- Simbachawene calls for laws to prosecute retired corrupt public servants and leaders.
DODOMA: THE Minister of State in the President’s Office (Public Service Management and Good Governance), George Simbachawene, has suggested the need to review legislation in order to hold accountable public servants and top leaders who engaged in corruption during their time in office, even after retirement.
Mr Simbachawene made the call on Monday during the opening of the Annual General Meeting of leaders of the Prevention and Combating of Corruption Bureau (PCCB) held in Dodoma, the capital of the country.
The minister emphasised the importance of granting more discretionary powers to the anti-graft czar to prosecute retired public servants and leaders, in order to serve as a lesson to those currently in public office.
“We have witnessed cases where roads are constructed at high costs, but surprisingly become impassable within two or three years.
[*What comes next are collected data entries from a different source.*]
//! Price source with retries and last-known fallback.

use crate::error::FeedError;
use crate::rest::QuoteProvider;
use ratewatch_core::{AssetPair, PriceSnapshot, RetryPolicy};
use std::sync::{Arc, PoisonError, RwLock};
use tracing::{error, warn};

/// Whether a reading came from the provider just now or from the cache.
#[derive(Debug, Clone, Copy, PartialEq, Eq)]
pub enum Freshness {
    Fresh,
    Stale,
}

/// Result of a successful `PriceSource::fetch`.
#[derive(Debug, Clone, Copy, PartialEq)]
pub struct PriceReading {
    pub snapshot: PriceSnapshot,
    pub freshness: Freshness,
}

impl PriceReading {
    pub fn is_stale(&self) -> bool {
        self.freshness == Freshness::Stale
    }
}

/// Fetches the watched pair and remembers the last good snapshot.
///
/// The cache holds a whole `PriceSnapshot` behind one lock, so concurrent
/// readers see either the previous snapshot or the new one, never a mix.
pub struct PriceSource {
    provider: Arc<dyn QuoteProvider>,
    pair: AssetPair,
    retry: RetryPolicy,
    last_known: RwLock<Option<PriceSnapshot>>,
}

impl PriceSource {
    pub fn new(provider: Arc<dyn QuoteProvider>, pair: AssetPair, retry: RetryPolicy) -> Self {
        Self {
            provider,
            pair,
            retry,
            last_known: RwLock::new(None),
        }
    }

    pub fn pair(&self) -> &AssetPair {
        &self.pair
    }

    /// Last snapshot successfully fetched, if any.
    pub fn last_known(&self) -> Option<PriceSnapshot> {
        *self.last_known.read().unwrap_or_else(PoisonError::into_inner)
    }

    /// Fetch fresh prices, retrying transient failures per policy.
    ///
    /// After the final failed attempt the cached snapshot is returned as
    /// `Freshness::Stale`; with nothing cached the result is
    /// `FeedError::Unavailable`.
    pub async fn fetch(&self) -> Result<PriceReading, FeedError> {
        let provider = &self.provider;
        let pair = &self.pair;
        let result = self
            .retry
            .run_while(
                "fetch_quotes",
                move || provider.fetch_quotes(pair),
                FeedError::is_transient,
            )
            .await;

        match result {
            Ok(snapshot) => {
                *self.last_known.write().unwrap_or_else(PoisonError::into_inner) = Some(snapshot);
                Ok(PriceReading {
                    snapshot,
                    freshness: Freshness::Fresh,
                })
            }
            Err(e) => match self.last_known() {
                Some(snapshot) => {
                    warn!(error = %e, "Max retries reached, using last known prices");
                    Ok(PriceReading {
                        snapshot,
                        freshness: Freshness::Stale,
                    })
                }
                None => {
                    error!(error = %e, "Max retries reached and no prices cached");
                    Err(match e {
                        FeedError::Unavailable(_) => e,
                        other => FeedError::Unavailable(other.to_string()),
                    })
                }
            },
        }
    }
}

#[cfg(test)]
mod tests {
    use super::*;
    use async_trait::async_trait;
    use pretty_assertions::assert_eq;
    use std::collections::VecDeque;
    use std::sync::Mutex;
    use std::time::Duration;

    /// Provider that replays a scripted sequence of responses.
    struct ScriptedProvider {
        responses: Mutex<VecDeque<Result<PriceSnapshot, FeedError>>>,
        calls: Mutex<u32>,
    }

    impl ScriptedProvider {
        fn new(responses: Vec<Result<PriceSnapshot, FeedError>>) -> Arc<Self> {
            Arc::new(Self {
                responses: Mutex::new(responses.into()),
                calls: Mutex::new(0),
            })
        }

        fn calls(&self) -> u32 {
            *self.calls.lock().unwrap()
        }
    }

    #[async_trait]
    impl QuoteProvider for ScriptedProvider {
        async fn fetch_quotes(&self, _pair: &AssetPair) -> Result<PriceSnapshot, FeedError> {
            *self.calls.lock().unwrap() += 1;
            self.responses
                .lock()
                .unwrap()
                .pop_front()
                .unwrap_or_else(|| Err(FeedError::ConnectionFailed("script exhausted".into())))
        }
    }

    fn source(provider: Arc<ScriptedProvider>) -> PriceSource {
        PriceSource::new(
            provider,
            AssetPair::erg_eth(),
            RetryPolicy::new(3, Duration::from_secs(30)),
        )
    }

    fn timeout() -> Result<PriceSnapshot, FeedError> {
        Err(FeedError::Timeout("10s".into()))
    }

    #[tokio::test(start_paused = true)]
    async fn test_fresh_fetch_updates_cache() {
        let snapshot = PriceSnapshot::new(1.0, 4000.0, 0.00025);
        let provider = ScriptedProvider::new(vec![Ok(snapshot)]);
        let source = source(provider.clone());

        let reading = source.fetch().await.unwrap();
        assert_eq!(reading.snapshot, snapshot);
        assert_eq!(reading.freshness, Freshness::Fresh);
        assert_eq!(source.last_known(), Some(snapshot));
        assert_eq!(provider.calls(), 1);
    }

    #[tokio::test(start_paused = true)]
    async fn test_recovers_within_retries() {
        let snapshot = PriceSnapshot::new(1.2, 3500.0, 0.0003);
        let provider =
            ScriptedProvider::new(vec![timeout(), Err(FeedError::HttpStatus(502)), Ok(snapshot)]);
        let source = source(provider.clone());

        let reading = source.fetch().await.unwrap();
        assert!(!reading.is_stale());
        assert_eq!(reading.snapshot, snapshot);
        assert_eq!(provider.calls(), 3);
    }

    #[tokio::test(start_paused = true)]
    async fn test_unavailable_without_cache() {
        let provider = ScriptedProvider::new(vec![timeout(), timeout(), timeout()]);
        let source = source(provider.clone());

        let err = source.fetch().await.unwrap_err();
        assert!(matches!(err, FeedError::Unavailable(_)));
        assert_eq!(source.last_known(), None);
        assert_eq!(provider.calls(), 3);
    }

    #[tokio::test(start_paused = true)]
    async fn test_stale_fallback_returns_prior_snapshot_unchanged() {
        let first = PriceSnapshot::new(1.0, 4000.0, 0.00025);
        let provider = ScriptedProvider::new(vec![
            Ok(first),
            timeout(),
            Err(FeedError::ParseError("missing ergo.eth".into())),
            timeout(),
        ]);
        let source = source(provider.clone());

        source.fetch().await.unwrap();
        let reading = source.fetch().await.unwrap();

        assert_eq!(reading.freshness, Freshness::Stale);
        assert_eq!(reading.snapshot, first);
        assert_eq!(source.last_known(), Some(first));
        assert_eq!(provider.calls(), 4);
    }

    #[tokio::test(start_paused = true)]
    async fn test_permanent_failure_is_not_retried() {
        let provider = ScriptedProvider::new(vec![Err(FeedError::Unavailable(
            "pair delisted".into(),
        ))]);
        let source = source(provider.clone());

        let err = source.fetch().await.unwrap_err();
        assert!(matches!(err, FeedError::Unavailable(ref msg) if msg == "pair delisted"));
        assert_eq!(provider.calls(), 1);
    }
}
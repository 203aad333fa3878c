//! REST quote fetcher for the CoinGecko simple price endpoint.

use crate::error::FeedError;
use async_trait::async_trait;
use ratewatch_core::{AssetPair, PriceSnapshot};
use std::time::Duration;
use tracing::debug;

/// Source of a single price snapshot. One call, no retries.
#[async_trait]
pub trait QuoteProvider: Send + Sync {
    async fn fetch_quotes(&self, pair: &AssetPair) -> Result<PriceSnapshot, FeedError>;
}

/// CoinGecko `simple/price` client.
pub struct CoinGeckoClient {
    client: reqwest::Client,
    base_url: String,
}

impl CoinGeckoClient {
    pub const BASE_URL: &'static str = "https://api.coingecko.com/api/v3";

    /// Create a client against the public API with the given request timeout.
    pub fn new(timeout: Duration) -> Result<Self, FeedError> {
        Self::with_base_url(Self::BASE_URL, timeout)
    }

    pub fn with_base_url(base_url: impl Into<String>, timeout: Duration) -> Result<Self, FeedError> {
        let client = reqwest::Client::builder().timeout(timeout).build()?;
        Ok(Self {
            client,
            base_url: base_url.into(),
        })
    }
}

#[async_trait]
impl QuoteProvider for CoinGeckoClient {
    async fn fetch_quotes(&self, pair: &AssetPair) -> Result<PriceSnapshot, FeedError> {
        let url = format!("{}/simple/price", self.base_url);
        let params = [
            ("ids", pair.ids_param()),
            ("vs_currencies", pair.vs_currencies_param()),
        ];

        let response = self.client.get(&url).query(&params).send().await?;

        if !response.status().is_success() {
            return Err(FeedError::HttpStatus(response.status().as_u16()));
        }

        let json: serde_json::Value = response.json().await?;
        let snapshot = parse_simple_price(&json, pair)?;

        debug!(
            base_usd = snapshot.base_usd,
            quote_usd = snapshot.quote_usd,
            base_in_quote = snapshot.base_in_quote,
            "CoinGecko: fetched quotes"
        );
        Ok(snapshot)
    }
}

/// Extract the three prices from a `simple/price` response.
///
/// Response shape: `{"ergo":{"usd":1.2,"eth":0.0003},"ethereum":{"usd":4000}}`.
/// All three leaves must be present, otherwise nothing is returned.
pub fn parse_simple_price(
    json: &serde_json::Value,
    pair: &AssetPair,
) -> Result<PriceSnapshot, FeedError> {
    let leaf = |asset: &str, currency: &str| {
        json[asset][currency].as_f64().ok_or_else(|| {
            FeedError::ParseError(format!("missing {}.{} in quote response", asset, currency))
        })
    };

    let base_usd = leaf(&pair.base_id, &pair.fiat)?;
    let quote_usd = leaf(&pair.quote_id, &pair.fiat)?;
    let base_in_quote = leaf(&pair.base_id, &pair.quote_currency)?;

    Ok(PriceSnapshot::new(base_usd, quote_usd, base_in_quote))
}

#[cfg(test)]
mod tests {
    use super::*;
    use pretty_assertions::assert_eq;
    use serde_json::json;

    #[test]
    fn test_parse_simple_price() {
        let json = json!({
            "ergo": {"usd": 1, "eth": 0.00025},
            "ethereum": {"usd": 4000}
        });
        let snapshot = parse_simple_price(&json, &AssetPair::erg_eth()).unwrap();
        assert_eq!(snapshot, PriceSnapshot::new(1.0, 4000.0, 0.00025));
        assert!((snapshot.cross_rate() - 4000.0).abs() < 1e-9);
    }

    #[test]
    fn test_parse_missing_leaf() {
        let json = json!({
            "ergo": {"usd": 1.1},
            "ethereum": {"usd": 4000}
        });
        let err = parse_simple_price(&json, &AssetPair::erg_eth()).unwrap_err();
        assert!(matches!(err, FeedError::ParseError(ref msg) if msg.contains("ergo.eth")));
    }

    #[test]
    fn test_parse_non_numeric_leaf() {
        let json = json!({
            "ergo": {"usd": "1.1", "eth": 0.0003},
            "ethereum": {"usd": 4000}
        });
        assert!(parse_simple_price(&json, &AssetPair::erg_eth()).is_err());
    }

    /// Answer a single HTTP request with `status_line` and `body`.
    async fn serve_once(status_line: &'static str, body: &'static str) -> String {
        use tokio::io::{AsyncReadExt, AsyncWriteExt};

        let listener = tokio::net::TcpListener::bind("127.0.0.1:0").await.unwrap();
        let addr = listener.local_addr().unwrap();
        tokio::spawn(async move {
            let (mut socket, _) = listener.accept().await.unwrap();
            let mut buf = [0u8; 4096];
            let _ = socket.read(&mut buf).await;
            let response = format!(
                "HTTP/1.1 {}\r\ncontent-type: application/json\r\ncontent-length: {}\r\nconnection: close\r\n\r\n{}",
                status_line,
                body.len(),
                body
            );
            let _ = socket.write_all(response.as_bytes()).await;
            let _ = socket.shutdown().await;
        });
        format!("http://{}", addr)
    }

    #[tokio::test]
    async fn test_rate_limited_response_is_transient_status_error() {
        let base_url = serve_once("429 Too Many Requests", "").await;
        let client = CoinGeckoClient::with_base_url(base_url, Duration::from_secs(5)).unwrap();

        let err = client.fetch_quotes(&AssetPair::erg_eth()).await.unwrap_err();
        assert!(matches!(err, FeedError::HttpStatus(429)));
        assert!(err.is_transient());
    }

    #[tokio::test]
    async fn test_fetch_quotes_over_http() {
        let base_url = serve_once(
            "200 OK",
            r#"{"ergo":{"usd":1.0,"eth":0.00025},"ethereum":{"usd":4000.0}}"#,
        )
        .await;
        let client = CoinGeckoClient::with_base_url(base_url, Duration::from_secs(5)).unwrap();

        let snapshot = client.fetch_quotes(&AssetPair::erg_eth()).await.unwrap();
        assert_eq!(snapshot, PriceSnapshot::new(1.0, 4000.0, 0.00025));
    }
}
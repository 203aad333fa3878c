//! Telegram Bot API client.

use async_trait::async_trait;
use serde::Deserialize;
use std::time::Duration;
use thiserror::Error;

#[derive(Error, Debug)]
pub enum TelegramError {
    #[error("Telegram request failed: {0}")]
    Http(#[from] reqwest::Error),
    #[error("Telegram API returned HTTP {0}")]
    Status(u16),
    #[error("Telegram API error: {0}")]
    Api(String),
    #[error("Unexpected Telegram response: {0}")]
    Parse(#[from] serde_json::Error),
}

/// A text message received by the bot.
///
/// Updates that carry no text message (edits, joins, stickers) are still
/// delivered with empty `chat_id`/`text` so the cursor can move past them.
#[derive(Debug, Clone, PartialEq, Eq)]
pub struct InboundMessage {
    /// Telegram `update_id`.
    pub id: i64,
    pub chat_id: String,
    pub text: String,
}

impl InboundMessage {
    pub fn new(id: i64, chat_id: impl Into<String>, text: impl Into<String>) -> Self {
        Self {
            id,
            chat_id: chat_id.into(),
            text: text.into(),
        }
    }
}

/// Result of the `getMe` connectivity probe.
#[derive(Debug, Clone, PartialEq, Eq, Deserialize)]
pub struct BotIdentity {
    pub id: i64,
    #[serde(default)]
    pub username: Option<String>,
    pub first_name: String,
}

/// Chat bot transport. Each call is a single attempt.
#[async_trait]
pub trait MessagingProvider: Send + Sync {
    /// Send `text` (HTML formatted) to `chat_id`.
    async fn send_message(&self, chat_id: &str, text: &str) -> Result<(), TelegramError>;

    /// Fetch updates with `update_id >= offset`.
    async fn get_updates(&self, offset: Option<i64>) -> Result<Vec<InboundMessage>, TelegramError>;

    /// Identity of the bot the token belongs to.
    async fn get_me(&self) -> Result<BotIdentity, TelegramError>;
}

#[derive(Debug, Deserialize)]
struct ApiResponse<T> {
    ok: bool,
    result: Option<T>,
    #[serde(default)]
    description: Option<String>,
}

impl<T> ApiResponse<T> {
    fn into_result(self) -> Result<T, TelegramError> {
        match (self.ok, self.result) {
            (true, Some(result)) => Ok(result),
            _ => Err(TelegramError::Api(
                self.description
                    .unwrap_or_else(|| "response without result".to_string()),
            )),
        }
    }
}

#[derive(Debug, Deserialize)]
struct Update {
    update_id: i64,
    #[serde(default)]
    message: Option<Message>,
}

#[derive(Debug, Deserialize)]
struct Message {
    chat: Chat,
    #[serde(default)]
    text: Option<String>,
}

#[derive(Debug, Deserialize)]
struct Chat {
    id: i64,
}

impl From<Update> for InboundMessage {
    fn from(update: Update) -> Self {
        let (chat_id, text) = match update.message {
            Some(message) => (message.chat.id.to_string(), message.text.unwrap_or_default()),
            None => (String::new(), String::new()),
        };
        InboundMessage {
            id: update.update_id,
            chat_id,
            text,
        }
    }
}

/// Parse a `getUpdates` response body.
fn parse_updates(json: serde_json::Value) -> Result<Vec<InboundMessage>, TelegramError> {
    let response: ApiResponse<Vec<Update>> = serde_json::from_value(json)?;
    Ok(response
        .into_result()?
        .into_iter()
        .map(InboundMessage::from)
        .collect())
}

/// Telegram Bot API client using plain HTTPS requests.
pub struct TelegramClient {
    http_client: reqwest::Client,
    base_url: String,
    request_timeout: Duration,
    long_poll: Duration,
}

impl std::fmt::Debug for TelegramClient {
    fn fmt(&self, f: &mut std::fmt::Formatter<'_>) -> std::fmt::Result {
        // base_url embeds the bot token
        f.debug_struct("TelegramClient")
            .field("request_timeout", &self.request_timeout)
            .field("long_poll", &self.long_poll)
            .finish()
    }
}

impl TelegramClient {
    pub const API_URL: &'static str = "https://api.telegram.org";

    /// Create a client for the bot identified by `token`.
    pub fn new(token: &str, request_timeout: Duration, long_poll: Duration) -> Self {
        Self::with_api_url(Self::API_URL, token, request_timeout, long_poll)
    }

    pub fn with_api_url(
        api_url: &str,
        token: &str,
        request_timeout: Duration,
        long_poll: Duration,
    ) -> Self {
        Self {
            http_client: reqwest::Client::new(),
            base_url: format!("{}/bot{}", api_url.trim_end_matches('/'), token),
            request_timeout,
            long_poll,
        }
    }

    fn method_url(&self, method: &str) -> String {
        format!("{}/{}", self.base_url, method)
    }

    async fn read_json(response: reqwest::Response) -> Result<serde_json::Value, TelegramError> {
        let status = response.status();
        if !status.is_success() {
            return Err(TelegramError::Status(status.as_u16()));
        }
        Ok(response.json().await?)
    }
}

#[async_trait]
impl MessagingProvider for TelegramClient {
    async fn send_message(&self, chat_id: &str, text: &str) -> Result<(), TelegramError> {
        let params = [
            ("chat_id", chat_id),
            ("text", text),
            ("parse_mode", "HTML"),
            ("disable_web_page_preview", "true"),
        ];

        let response = self
            .http_client
            .post(self.method_url("sendMessage"))
            .timeout(self.request_timeout)
            .form(&params)
            .send()
            .await?;

        let json = Self::read_json(response).await?;
        let response: ApiResponse<serde_json::Value> = serde_json::from_value(json)?;
        response.into_result().map(|_| ())
    }

    async fn get_updates(&self, offset: Option<i64>) -> Result<Vec<InboundMessage>, TelegramError> {
        let mut params = vec![("timeout", self.long_poll.as_secs().to_string())];
        if let Some(offset) = offset {
            params.push(("offset", offset.to_string()));
        }

        // Long poll: the server may hold the request for `long_poll`.
        let response = self
            .http_client
            .get(self.method_url("getUpdates"))
            .timeout(self.long_poll + Duration::from_secs(5))
            .query(&params)
            .send()
            .await?;

        parse_updates(Self::read_json(response).await?)
    }

    async fn get_me(&self) -> Result<BotIdentity, TelegramError> {
        let response = self
            .http_client
            .get(self.method_url("getMe"))
            .timeout(self.request_timeout)
            .send()
            .await?;

        let json = Self::read_json(response).await?;
        let response: ApiResponse<BotIdentity> = serde_json::from_value(json)?;
        response.into_result()
    }
}
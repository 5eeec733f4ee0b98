/*
[INPUT]:  Transaction hashes
[OUTPUT]: Mining receipts (pending, mined, failed)
[POS]:    HTTP layer - transaction status endpoint
[UPDATE]: When changing how transaction status is reported
*/

use crate::http::{LinguoClient, Result};
use crate::types::{TxHash, TxReceipt};
use reqwest::Method;

impl LinguoClient {
    /// Query the receipt of a submitted transaction. Unknown hashes yield `None`.
    ///
    /// GET /api/transactions/{hash}
    pub async fn transaction_receipt(&self, hash: &TxHash) -> Result<Option<TxReceipt>> {
        let endpoint = format!("/api/transactions/{}", hash);
        let builder = self.request(Method::GET, &endpoint)?;
        self.send_json_optional(builder).await
    }
}

#[cfg(test)]
mod tests {
    use crate::http::{ClientConfig, LinguoClient};
    use crate::types::{TxHash, TxStatus};
    use wiremock::matchers::{method, path};
    use wiremock::{Mock, MockServer, ResponseTemplate};

    #[tokio::test]
    async fn test_transaction_receipt_mined_and_unknown() {
        let server = MockServer::start().await;
        let mined: TxHash = format!("0x{}", "11".repeat(32)).parse().unwrap();
        let unknown: TxHash = format!("0x{}", "22".repeat(32)).parse().unwrap();

        Mock::given(method("GET"))
            .and(path(format!("/api/transactions/{}", mined)))
            .respond_with(ResponseTemplate::new(200).set_body_json(serde_json::json!({
                "hash": mined.as_str(),
                "status": "mined",
                "blockNumber": 100,
                "confirmations": 2
            })))
            .mount(&server)
            .await;

        Mock::given(method("GET"))
            .and(path(format!("/api/transactions/{}", unknown)))
            .respond_with(ResponseTemplate::new(404))
            .mount(&server)
            .await;

        let client = LinguoClient::with_config_and_base_url(ClientConfig::default(), &server.uri())
            .expect("client init");

        let receipt = client
            .transaction_receipt(&mined)
            .await
            .expect("receipt query")
            .expect("receipt present");
        assert_eq!(receipt.status, TxStatus::Mined);
        assert_eq!(receipt.block_number, Some(100));

        let missing = client.transaction_receipt(&unknown).await.expect("receipt query");
        assert!(missing.is_none());
    }
}
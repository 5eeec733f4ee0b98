/*
[INPUT]:  Task identifiers, appeal side and transaction options
[OUTPUT]: Dispute records and submitted appeal transactions
[POS]:    HTTP layer - dispute read and appeal funding endpoints
[UPDATE]: When adding new dispute endpoints or changing appeal flow
*/

use crate::http::{LinguoClient, Result};
use crate::types::{
    Dispute, FundAppealBody, FundAppealRequest, FundAppealResponse, TaskId, TxOptions,
};
use reqwest::Method;

impl LinguoClient {
    /// Get the dispute attached to a task
    ///
    /// GET /api/tasks/{id}/dispute
    pub async fn get_task_dispute(&self, task_id: TaskId) -> Result<Dispute> {
        let endpoint = format!("/api/tasks/{}/dispute", task_id);
        let builder = self.request(Method::GET, &endpoint)?;
        self.send_json(builder).await
    }

    /// Submit a value-bearing transaction funding one side of the current appeal round
    ///
    /// POST /api/tasks/{id}/appeal
    pub async fn fund_appeal(
        &self,
        request: FundAppealRequest,
        options: TxOptions,
    ) -> Result<FundAppealResponse> {
        let endpoint = format!("/api/tasks/{}/appeal", request.task_id);
        let body = FundAppealBody {
            side: request.side,
            from: &options.from,
            value: options.value,
        };
        let builder = self.request(Method::POST, &endpoint)?.json(&body);
        self.send_json(builder).await
    }
}
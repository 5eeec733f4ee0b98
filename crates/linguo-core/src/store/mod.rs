/*
[INPUT]:  Actions dispatched by the runtime
[OUTPUT]: Application state (tasks, disputes, transactions) and shared entry bookkeeping
[POS]:    State layer - pure reducers, no I/O
[UPDATE]: When adding a slice or changing generic phase handling
*/

pub mod disputes;
pub mod tasks;
pub mod transactions;

use crate::action::{Action, AsyncMatcher, Phase};
use crate::error::ActionError;

pub use disputes::DisputesState;
pub use tasks::TasksState;
pub use transactions::{TransactionEntry, TransactionsState};

#[derive(Debug, Clone, Copy, PartialEq, Eq, Default)]
pub enum LoadingState {
    #[default]
    Idle,
    Loading,
    Succeeded,
    Failed,
}

/// Keyed entity entry with its load status.
#[derive(Debug, Clone, PartialEq)]
pub struct Entry<T> {
    pub loading_state: LoadingState,
    pub data: Option<T>,
    pub error: Option<ActionError>,
}

impl<T> Default for Entry<T> {
    fn default() -> Self {
        Self {
            loading_state: LoadingState::Idle,
            data: None,
            error: None,
        }
    }
}

impl<T> Entry<T> {
    /// Apply the phase transition shared by every async action kind.
    ///
    /// A cancelled request leaves no error behind.
    pub(crate) fn apply_phase(&mut self, phase: Phase, error: Option<&ActionError>) {
        match phase {
            Phase::Pending => {
                self.loading_state = LoadingState::Loading;
                self.error = None;
            }
            Phase::Fulfilled => {
                self.loading_state = LoadingState::Succeeded;
                self.error = None;
            }
            Phase::Rejected => match error {
                Some(err) if !err.is_cancellation() => {
                    self.loading_state = LoadingState::Failed;
                    self.error = Some(err.clone());
                }
                _ => self.loading_state = LoadingState::Idle,
            },
        }
    }
}

/// Phase of `action` if one of the matchers accepts it.
pub(crate) fn matched_phase(
    create_matcher: impl Fn(Phase) -> AsyncMatcher,
    action: &Action,
) -> Option<Phase> {
    [Phase::Pending, Phase::Fulfilled, Phase::Rejected]
        .into_iter()
        .find(|phase| create_matcher(*phase).matches(action))
}

#[derive(Debug, Clone, Default)]
pub struct AppState {
    pub tasks: TasksState,
    pub disputes: DisputesState,
    pub transactions: TransactionsState,
}

impl AppState {
    pub fn reduce(self, action: &Action) -> Self {
        Self {
            tasks: tasks::reduce(self.tasks, action),
            disputes: disputes::reduce(self.disputes, action),
            transactions: transactions::reduce(self.transactions, action),
        }
    }
}

#[cfg(test)]
mod tests {
    use super::*;

    #[test]
    fn test_entry_phase_transitions() {
        let mut entry: Entry<u8> = Entry::default();
        assert_eq!(entry.loading_state, LoadingState::Idle);

        entry.apply_phase(Phase::Pending, None);
        assert_eq!(entry.loading_state, LoadingState::Loading);

        let failure = ActionError::Network {
            message: "offline".into(),
        };
        entry.apply_phase(Phase::Rejected, Some(&failure));
        assert_eq!(entry.loading_state, LoadingState::Failed);
        assert_eq!(entry.error.as_ref(), Some(&failure));

        entry.apply_phase(Phase::Pending, None);
        assert!(entry.error.is_none());
        entry.apply_phase(Phase::Rejected, Some(&ActionError::Cancellation));
        assert_eq!(entry.loading_state, LoadingState::Idle);
        assert!(entry.error.is_none());
    }
}
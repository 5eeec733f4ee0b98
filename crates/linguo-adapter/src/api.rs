/*
[INPUT]:  Task/dispute reads and appeal transactions requested by the core
[OUTPUT]: Object-safe async API trait implemented by LinguoClient
[POS]:    Integration seam - injected into workflows instead of ambient context
[UPDATE]: When the core needs a new read or transaction method
*/

use async_trait::async_trait;

use crate::http::{LinguoClient, Result};
use crate::types::{
    Address, Dispute, FundAppealRequest, FundAppealResponse, Task, TaskId, TxHash, TxOptions,
    TxReceipt,
};

/// Operations the orchestration layer needs from the Linguo backend.
///
/// Every method is a suspension point for the calling workflow.
#[async_trait]
pub trait LinguoApi: Send + Sync {
    /// Tasks the account participates in.
    async fn get_tasks(&self, account: &Address) -> Result<Vec<Task>>;

    /// Dispute attached to a task.
    async fn get_task_dispute(&self, task_id: TaskId) -> Result<Dispute>;

    /// Submit a value-bearing appeal funding transaction.
    async fn fund_appeal(
        &self,
        request: FundAppealRequest,
        options: TxOptions,
    ) -> Result<FundAppealResponse>;

    /// Current receipt for a submitted transaction, `None` while unknown to the node.
    async fn transaction_receipt(&self, hash: &TxHash) -> Result<Option<TxReceipt>>;
}

#[async_trait]
impl LinguoApi for LinguoClient {
    async fn get_tasks(&self, account: &Address) -> Result<Vec<Task>> {
        LinguoClient::get_tasks(self, account).await
    }

    async fn get_task_dispute(&self, task_id: TaskId) -> Result<Dispute> {
        LinguoClient::get_task_dispute(self, task_id).await
    }

    async fn fund_appeal(
        &self,
        request: FundAppealRequest,
        options: TxOptions,
    ) -> Result<FundAppealResponse> {
        LinguoClient::fund_appeal(self, request, options).await
    }

    async fn transaction_receipt(&self, hash: &TxHash) -> Result<Option<TxReceipt>> {
        LinguoClient::transaction_receipt(self, hash).await
    }
}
Is there any problem with holding accountable those responsible for their construction, even after they have retired?” he questioned.
Mr Simbachawene suggested that the anti-corruption watchdog should have the power to revisit projects tainted by corruption and prosecute anyone involved in the illicit activities.
He also noted that petty corruption in the country still persists and urged the PCCB to tighten its grip and close all loopholes for any form of graft. He added that there were still complaints from the public regarding corruption in various public entities, hindering the provision of important services to the people.
Speaking at the event, PCCB Director General Salum Hamduni reported that during the last financial year, the anti-corruption body saved 171.9 billion Tanzanian shillings that would have been squandered by unscrupulous officials.
“Furthermore, among the achievements we accomplished during the past financial year is the prosecution of several corruption cases. So far, 60 per cent of the reported cases have been taken to court,” he stated.
Dodoma Regional Commissioner, Rosemary Senyamule, paid tribute to President Samia Suluhu Hassan for strengthening all institutions involved in the dispensation of justice, including the PCCB.
“We thank the President for her exemplary leadership, and we have witnessed how she consistently increases the budget for these institutions so that they can efficiently carry out their duties.”
After receiving the report from the Commission, she formed to assess the performance of criminal justice institutions in the country in July of this year, President Samia admitted that immediate and comprehensive reforms were necessary to improve access to criminal justice services for the people.
The team, chaired by former Chief Justice Mohammed Chande Othman, submitted its report last year, which contains 13 recommendations that, if implemented, will enhance access to justice for Tanzanians.
The commission investigated institutions such as the Police Force, National Prosecution Services (NPS), Prevention and Combating of Corruption Bureau (PCCB), Tanzania Prisons Services, and Drug Control and Enforcement Authority (DCEA).
The commission uncovered widespread corruption that hinders the poor’s access to justice, prolonged criminal case investigations and court proceedings, misuse of the right to bail, as well as abuse of power by Regional and District Commissioners.